ASSIGNMENT: Return the whole listing exactly as written.

---+---

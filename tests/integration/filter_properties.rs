use chrono::{DateTime, TimeZone, Utc};
use proptest::prelude::*;
use publish_gate::filter::{FilterOptions, PublishFilter};
use publish_gate::item::{ItemMetadata, PublishState};
use publish_gate::types::ItemCollection;

fn now() -> DateTime<Utc> {
    Utc.with_ymd_and_hms(2024, 6, 1, 12, 0, 0).unwrap()
}

fn publish_value() -> impl Strategy<Value = Option<String>> {
    prop_oneof![
        Just(None),
        Just(Some(String::new())),
        Just(Some("draft".to_string())),
        Just(Some("private".to_string())),
        Just(Some("whenever".to_string())),
        (1990i32..2100, 1u32..=12, 1u32..=28)
            .prop_map(|(y, m, d)| Some(format!("{:04}-{:02}-{:02}", y, m, d))),
        (1990i32..2100, 1u32..=12, 1u32..=28, 0u32..24, 0u32..60).prop_map(|(y, m, d, h, min)| {
            Some(format!("{:04}-{:02}-{:02}T{:02}:{:02}Z", y, m, d, h, min))
        }),
        (1990i32..2100, 1u32..=12, 1u32..=28, 0u32..24, -12i32..=12).prop_map(
            |(y, m, d, h, offset)| {
                let sign = if offset < 0 { '-' } else { '+' };
                Some(format!(
                    "{:04}-{:02}-{:02}T{:02}:30{}{:02}:00",
                    y,
                    m,
                    d,
                    h,
                    sign,
                    offset.abs()
                ))
            }
        ),
        (1990i32..2100, 1u32..=12).prop_map(|(y, m)| Some(format!("{:04}-{:02}", y, m))),
        (1990i32..2100).prop_map(|y| Some(format!("{:04}", y))),
    ]
}

fn collection() -> impl Strategy<Value = ItemCollection> {
    prop::collection::btree_map("[a-z]{1,8}\\.md", publish_value(), 0..20).prop_map(|entries| {
        entries
            .into_iter()
            .map(|(id, publish)| {
                let metadata = match publish {
                    Some(value) => ItemMetadata::with_publish(value),
                    None => ItemMetadata::new(),
                };
                (id, metadata)
            })
            .collect()
    })
}

fn filter_options() -> impl Strategy<Value = FilterOptions> {
    (any::<bool>(), any::<bool>(), any::<bool>()).prop_map(|(draft, private, future)| {
        FilterOptions {
            draft,
            private,
            future,
        }
    })
}

proptest! {
    #[test]
    fn retention_follows_publish_state(original in collection(), options in filter_options()) {
        let filter = PublishFilter::<()>::new(options);
        let mut items = original.clone();
        let report = filter.apply(&mut items, now());

        for (id, metadata) in &original {
            let kept = items.contains_key(id);
            if let Some(PublishState::Unparsed(raw)) = metadata.publish_state() {
                prop_assert_eq!(raw.as_str(), "whenever");
            }
            match metadata.publish_state() {
                None => prop_assert!(kept),
                Some(PublishState::Draft) => prop_assert_eq!(kept, options.draft),
                Some(PublishState::Private) => prop_assert_eq!(kept, options.private),
                Some(PublishState::At(at)) if at > now() => {
                    prop_assert_eq!(kept, options.future);
                    prop_assert_eq!(report.deferred.contains(id), !options.future);
                    if !kept {
                        prop_assert_eq!(report.deferred.get(id), Some(metadata));
                    }
                }
                Some(_) => prop_assert!(kept),
            }
        }
        for id in report.deferred.ids() {
            prop_assert!(!report.drafts.iter().any(|d| d == id));
            prop_assert!(!report.private.iter().any(|p| p == id));
        }
        prop_assert_eq!(report.retained + report.removed(), original.len());
    }

    #[test]
    fn filtering_is_idempotent(original in collection(), options in filter_options()) {
        let filter = PublishFilter::<()>::new(options);
        let mut once = original.clone();
        filter.apply(&mut once, now());

        let mut twice = once.clone();
        let second = filter.apply(&mut twice, now());
        prop_assert_eq!(&once, &twice);
        prop_assert_eq!(second.removed(), 0);
    }

    #[test]
    fn classify_matches_apply(original in collection(), options in filter_options()) {
        let filter = PublishFilter::<()>::new(options);
        let decisions = filter.classify(&original, now());
        prop_assert_eq!(decisions.len(), original.len());

        let mut items = original.clone();
        filter.apply(&mut items, now());
        for (id, disposition) in decisions {
            let retained = disposition == publish_gate::filter::Disposition::Retain;
            prop_assert_eq!(items.contains_key(&id), retained);
        }
    }
}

---+---

TASK RESULT:
filename tests/integration/filter_properties.rs
use chrono::{DateTime, TimeZone, Utc};
use proptest::prelude::*;
use publish_gate::filter::{FilterOptions, PublishFilter};
use publish_gate::item::{ItemMetadata, PublishState};
use publish_gate::types::ItemCollection;

fn now() -> DateTime<Utc> {
    Utc.with_ymd_and_hms(2024, 6, 1, 12, 0, 0).unwrap()
}

fn publish_value() -> impl Strategy<Value = Option<String>> {
    prop_oneof![
        Just(None),
        Just(Some(String::new())),
        Just(Some("draft".to_string())),
        Just(Some("private".to_string())),
        Just(Some("whenever".to_string())),
        (1990i32..2100, 1u32..=12, 1u32..=28)
            .prop_map(|(y, m, d)| Some(format!("{:04}-{:02}-{:02}", y, m, d))),
        (1990i32..2100, 1u32..=12, 1u32..=28, 0u32..24, 0u32..60).prop_map(|(y, m, d, h, min)| {
            Some(format!("{:04}-{:02}-{:02}T{:02}:{:02}Z", y, m, d, h, min))
        }),
        (1990i32..2100, 1u32..=12, 1u32..=28, 0u32..24, -12i32..=12).prop_map(
            |(y, m, d, h, offset)| {
                let sign = if offset < 0 { '-' } else { '+' };
                Some(format!(
                    "{:04}-{:02}-{:02}T{:02}:30{}{:02}:00",
                    y,
                    m,
                    d,
                    h,
                    sign,
                    offset.abs()
                ))
            }
        ),
        (1990i32..2100, 1u32..=12).prop_map(|(y, m)| Some(format!("{:04}-{:02}", y, m))),
        (1990i32..2100).prop_map(|y| Some(format!("{:04}", y))),
    ]
}

fn collection() -> impl Strategy<Value = ItemCollection> {
    prop::collection::btree_map("[a-z]{1,8}\\.md", publish_value(), 0..20).prop_map(|entries| {
        entries
            .into_iter()
            .map(|(id, publish)| {
                let metadata = match publish {
                    Some(value) => ItemMetadata::with_publish(value),
                    None => ItemMetadata::new(),
                };
                (id, metadata)
            })
            .collect()
    })
}

fn filter_options() -> impl Strategy<Value = FilterOptions> {
    (any::<bool>(), any::<bool>(), any::<bool>()).prop_map(|(draft, private, future)| {
        FilterOptions {
            draft,
            private,
            future,
        }
    })
}

proptest! {
    #[test]
    fn retention_follows_publish_state(original in collection(), options in filter_options()) {
        let filter = PublishFilter::<()>::new(options);
        let mut items = original.clone();
        let report = filter.apply(&mut items, now());

        for (id, metadata) in &original {
            let kept = items.contains_key(id);
            if let Some(PublishState::Unparsed(raw)) = metadata.publish_state() {
                prop_assert_eq!(raw.as_str(), "whenever");
            }
            match metadata.publish_state() {
                None => prop_assert!(kept),
                Some(PublishState::Draft) => prop_assert_eq!(kept, options.draft),
                Some(PublishState::Private) => prop_assert_eq!(kept, options.private),
                Some(PublishState::At(at)) if at > now() => {
                    prop_assert_eq!(kept, options.future);
                    prop_assert_eq!(report.deferred.contains(id), !options.future);
                    if !kept {
                        prop_assert_eq!(report.deferred.get(id), Some(metadata));
                    }
                }
                Some(_) => prop_assert!(kept),
            }
        }
        for id in report.deferred.ids() {
            prop_assert!(!report.drafts.iter().any(|d| d == id));
            prop_assert!(!report.private.iter().any(|p| p == id));
        }
        prop_assert_eq!(report.retained + report.removed(), original.len());
    }

    #[test]
    fn filtering_is_idempotent(original in collection(), options in filter_options()) {
        let filter = PublishFilter::<()>::new(options);
        let mut once = original.clone();
        filter.apply(&mut once, now());

        let mut twice = once.clone();
        let second = filter.apply(&mut twice, now());
        prop_assert_eq!(&once, &twice);
        prop_assert_eq!(second.removed(), 0);
    }

    #[test]
    fn classify_matches_apply(original in collection(), options in filter_options()) {
        let filter = PublishFilter::<()>::new(options);
        let decisions = filter.classify(&original, now());
        prop_assert_eq!(decisions.len(), original.len());

        let mut items = original.clone();
        filter.apply(&mut items, now());
        for (id, disposition) in decisions {
            let retained = disposition == publish_gate::filter::Disposition::Retain;
            prop_assert_eq!(items.contains_key(&id), retained);
        }
    }
}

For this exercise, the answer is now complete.